10 must-see rockumentaries
Essential viewing
Anvil!
Equal parts pathos and schadenfreude, director Sacha Gervasi’s 2008 sleeper hit trails thrash-metal’s aging coulda-beens as they bicker, bungle tour arrangements, sleep rough, remortgage their homes, disappoint their loved ones and play to tumbleweed at Transylvanian metal festivals. Warning: this film may make you reconsider your proposed career in rock ’n’ roll.
Hail! Hail! Rock 'N' Roll
The stars turned out for this 1987 circle-jerk to Chuck Berry, as the rock ’n’ roll pioneer toasts his 60th with two concerts in St Louis. Chuck doesn’t come across too well (all right, he’s a petulant, hair-splitting old goat), but it’s worth watching for Keith Richards shooting him down in rehearsals.
Starshaped
Pre-Parklife, Blur were art-school lushes within a whisker of being dropped. This 1993 doc doesn’t spare their blushes, with Damon Albarn vomiting inches from the lens, Graham Coxon going missing at a festival and the band playing so badly they make The Libertines sound like the G3 boys.
C**ksucker Blues
This semi-banned Stones tour film from 1972 is so animalistic it should have been directed by David Attenborough. Keef’s TV-toss off a hotel balcony is the pick of the debauchery, but it’s the Stones’ best line-up tearing into Midnight Rambler that makes it worth hunting down on YouTube.
Sound City
In 1991, Nirvana recorded Nevermind at LA’s Sound City, and two decades later, first-time director Dave Grohl turns out his little black book to help him ponder why a defunct, down-at-heel analogue dump managed to spit out so many classics. Not as geeky as it sounds...
Lemmy
Commandeering a Panzer tank, guesting with Metallica, hammering JD at the Rainbow Bar & Grill – all in a day’s work for Motörhead’s deathless berserker. The cherry on top is the revelation that Lemmy shares girlfriends with his son.

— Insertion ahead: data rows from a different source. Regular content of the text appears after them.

impl TrackingController {
    /// Create a controller
    ///
    /// The online flag is taken from `network` now; the collaborators are
    /// only started by [`start`](Self::start).
    pub fn new(
        mut settings: TrackingSettings,
        queue: Arc<dyn PositionQueue>,
        transport: Arc<dyn AsyncTransport>,
        provider: Box<dyn PositionProvider>,
        network: NetworkMonitor,
        status: StatusLog,
    ) -> Self {
        if settings.interval < MIN_INTERVAL {
            warn!(
                "Tracking interval {:?} is below {:?}, using {:?}",
                settings.interval, MIN_INTERVAL, MIN_INTERVAL
            );
            settings.interval = MIN_INTERVAL;
        }

        let online = network.is_online();
        let (completions_tx, completions_rx) = mpsc::unbounded_channel();
        let (snapshot_tx, _) = watch::channel(ControllerSnapshot {
            online,
            ..ControllerSnapshot::default()
        });

        Self {
            settings,
            queue,
            transport,
            provider,
            network,
            status,
            clock: WallClock::new(),
            online,
            waiting_for_data: false,
            drain: DrainState::Idle,
            last_position: None,
            last_send_time: None,
            completions_tx,
            completions_rx,
            snapshot_tx,
        }
    }

    /// Run the controller on its own task
    ///
    /// Flushes any backlog if online, starts position updates, arms the
    /// heartbeat and subscribes to network transitions.
    pub fn start(self) -> ControllerHandle {
        let (stop_tx, stop_rx) = oneshot::channel();
        let snapshot = self.snapshot_tx.subscribe();
        let task = tokio::spawn(self.run(stop_rx));

        ControllerHandle {
            stop_tx: Some(stop_tx),
            task,
            snapshot,
        }
    }

    async fn run(mut self, mut stop_rx: oneshot::Receiver<()>) {
        let (samples_tx, mut samples_rx) = mpsc::unbounded_channel();
        let (network_tx, mut network_rx) = mpsc::unbounded_channel();

        info!(
            "Starting tracking controller: url={}, device_id={}, buffer={}, online={}, interval={}s",
            self.settings.url,
            self.settings.device_id,
            self.settings.buffer,
            self.online,
            self.settings.interval.as_secs()
        );

        if self.online {
            self.read();
        }

        match self.provider.start_updates(samples_tx).await {
            Ok(()) => debug!("Position updates started"),
            Err(RelayError::Permission(msg)) => {
                error!("Position updates refused, continuing without new fixes: {}", msg)
            }
            Err(e) => warn!("Position updates failed to start, continuing without new fixes: {}", e),
        }

        let mut heartbeat = interval_at(Instant::now() + self.settings.interval, self.settings.interval);
        heartbeat.set_missed_tick_behavior(MissedTickBehavior::Delay);

        self.network.start(move |online| {
            let _ = network_tx.send(online);
        });
        // Pick up a transition that happened before the subscription existed
        let online = self.network.is_online();
        if online != self.online {
            self.on_network_update(online);
        }
        self.publish();

        loop {
            let retry_at = self.drain.retry_deadline();

            tokio::select! {
                _ = &mut stop_rx => break,
                Some(event) = samples_rx.recv() => self.on_sample(event),
                Some(online) = network_rx.recv() => self.on_network_update(online),
                Some(completion) = self.completions_rx.recv() => self.on_completion(completion),
                _ = heartbeat.tick() => self.on_heartbeat(),
                _ = sleep_until(retry_at.unwrap_or_else(Instant::now)), if retry_at.is_some() => self.on_retry(),
            }

            self.publish();
        }

        self.shutdown().await;
    }

    async fn shutdown(&mut self) {
        self.network.stop();
        if let Err(e) = self.provider.stop_updates().await {
            warn!("Failed to stop position updates: {}", e);
        }
        // Pending retry is discarded; in-flight results land on a closed channel
        self.drain = DrainState::Idle;
        self.publish();
        info!("Tracking controller stopped");
    }

    fn publish(&self) {
        self.snapshot_tx.send_replace(ControllerSnapshot {
            online: self.online,
            waiting_for_data: self.waiting_for_data,
            draining: self.drain == DrainState::Busy,
            retry_pending: self.drain.retry_deadline().is_some(),
            last_position: self.last_position.clone(),
        });
    }

    fn on_sample(&mut self, event: SampleEvent) {
        match event {
            SampleEvent::Position(position) => {
                info!("Position update received: {}", position);
                self.status.post(status::STATUS_LOCATION_UPDATE);

                self.last_position = Some(position.clone());
                self.last_send_time = Some(Instant::now());

                self.dispatch(position);
            }
            SampleEvent::Error(msg) => {
                warn!("Position error: {}", msg);
                self.status.post(format!("Location error: {}", msg));
            }
        }
    }

    fn on_network_update(&mut self, online: bool) {
        self.status.post(if online {
            status::STATUS_NETWORK_ONLINE
        } else {
            status::STATUS_NETWORK_OFFLINE
        });
        if !self.online && online {
            self.read();
        }
        self.online = online;
    }

    fn on_heartbeat(&mut self) {
        let now = Instant::now();
        debug!(
            "Heartbeat: since last send={:?}, has position={}",
            self.last_send_time.map(|at| now.duration_since(at)),
            self.last_position.is_some()
        );

        if let Err(e) = self.provider.request_single() {
            warn!("Single location request failed: {}", e);
        }

        let due = self
            .last_send_time
            .map_or(true, |at| now.duration_since(at) >= self.settings.interval);
        if !due {
            return;
        }

        let Some(last) = &self.last_position else {
            debug!("No position available yet, waiting for first fix");
            return;
        };

        let resend = last.with_time(self.clock.at(now));
        info!("Resending last position: {}", resend);
        self.last_send_time = Some(now);
        self.dispatch(resend);
    }

    fn on_retry(&mut self) {
        self.drain = DrainState::Idle;
        if self.online {
            self.read();
        } else {
            debug!("Retry skipped while offline");
        }
    }

    fn on_completion(&mut self, completion: Completion) {
        match completion {
            Completion::Written { success } => {
                if success && self.online && self.waiting_for_data {
                    self.read();
                    self.waiting_for_data = false;
                }
            }
            Completion::ReadFailed => self.retry(),
            Completion::ReadEmpty => {
                self.drain = DrainState::Idle;
                self.waiting_for_data = true;
            }
            Completion::ReadEntry(position) => {
                if position.device_id == self.settings.device_id {
                    self.send(position, SendOrigin::Queue);
                } else {
                    debug!(
                        "Dropping queued position of device {} (configured {})",
                        position.device_id, self.settings.device_id
                    );
                    self.delete(position);
                }
            }
            Completion::Deleted { success } => {
                if success {
                    self.issue_read();
                } else {
                    self.retry();
                }
            }
            Completion::Sent { position, origin, success } => {
                if success {
                    info!("Position delivered: {}", position);
                    if origin == SendOrigin::Queue {
                        self.delete(position);
                    }
                } else {
                    warn!("Position send failed: {}", position);
                    self.status.post(status::STATUS_SEND_FAILED);
                    if origin == SendOrigin::Queue {
                        self.retry();
                    }
                }
            }
        }
    }

    /// Queue or send a fresh position depending on buffering
    fn dispatch(&mut self, position: Position) {
        if self.settings.buffer {
            self.write(position);
        } else {
            self.send(position, SendOrigin::Direct);
        }
    }

    fn write(&mut self, position: Position) {
        debug!("write ({})", position);
        let queue = Arc::clone(&self.queue);
        let done = self.completions_tx.clone();
        tokio::spawn(async move {
            let success = match queue.insert(&position).await {
                Ok(id) => {
                    debug!("Stored position as id {}", id);
                    true
                }
                Err(e) => {
                    warn!("Failed to store position: {}", e);
                    false
                }
            };
            let _ = done.send(Completion::Written { success });
        });
    }

    /// Start a drain unless one is already running
    fn read(&mut self) {
        match self.drain {
            DrainState::Busy => {
                debug!("read joined running drain");
                return;
            }
            DrainState::RetryPending { .. } => debug!("read replaces pending retry"),
            DrainState::Idle => {}
        }
        self.issue_read();
    }

    /// Fetch the oldest queue entry as the next drain step
    fn issue_read(&mut self) {
        debug!("read");
        self.drain = DrainState::Busy;
        let queue = Arc::clone(&self.queue);
        let done = self.completions_tx.clone();
        tokio::spawn(async move {
            let completion = match queue.select_oldest().await {
                Ok(Some(position)) => Completion::ReadEntry(position),
                Ok(None) => Completion::ReadEmpty,
                Err(e) => {
                    warn!("Failed to read queue: {}", e);
                    Completion::ReadFailed
                }
            };
            let _ = done.send(completion);
        });
    }

    fn delete(&mut self, position: Position) {
        debug!("delete ({})", position);
        let Some(id) = position.id else {
            warn!("Queued position without id, skipping: {}", position);
            self.issue_read();
            return;
        };

        let queue = Arc::clone(&self.queue);
        let done = self.completions_tx.clone();
        tokio::spawn(async move {
            let success = match queue.delete(id).await {
                Ok(()) => true,
                Err(e) => {
                    warn!("Failed to delete queued position {}: {}", id, e);
                    false
                }
            };
            let _ = done.send(Completion::Deleted { success });
        });
    }

    fn send(&mut self, position: Position, origin: SendOrigin) {
        debug!("send ({})", position);
        let request = format_request(&self.settings.url, &position, None);
        let transport = Arc::clone(&self.transport);
        let done = self.completions_tx.clone();
        tokio::spawn(async move {
            let success = transport.send(request).await;
            let _ = done.send(Completion::Sent {
                position,
                origin,
                success,
            });
        });
    }

    fn retry(&mut self) {
        debug!("retry in {}s", RETRY_DELAY.as_secs());
        self.drain = DrainState::RetryPending {
            at: Instant::now() + RETRY_DELAY,
        };
    }
}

BB King: The Life Of Riley
While heavyweight talking heads from Joe Bonamassa to Carlos Santana praise King’s legendary “one note” touch on his Lucille 355, Bono recalls the bluesman’s Achilles heel while recording When Love Comes To Town: “He says, ‘Gentlemen, I don’t do chords...’”
Lord Don't Slow Me Down
No surprise, Noel Gallagher is the star of Oasis’s 2007 travelogue, butting heads with clueless yank DJs, partying with dwarves, sniping at Charlotte Church’s entourage and dealing out the best one- liners. “One day, Liam will go bald,” he considers of the band’s touring lifespan, “and that will be it.”
Some Kind Of Monster
As Metallica polish 2002’s career-stalling St Anger, they hire ‘performance coach’ Phil Towle to referee the toxic bromance between Lars Ulrich and James Hetfield. In the classic scene, the furious drummer paces the room, before going nose-to-nose with his frontman and screaming, ‘F**k!’
It Might Get Loud
So, here's the pitch: lock three pan-generational guitar titans in a warehouse and let riffage commence. The highlight of Davis Guggenheim’s 2009 doc is Jimmy Page rolling out the Whole Lotta Love riff while Jack White and The Edge gape like schoolboys – and the most baffling moment is The White Stripes man being shadowed by his own prepubescent doppelgänger.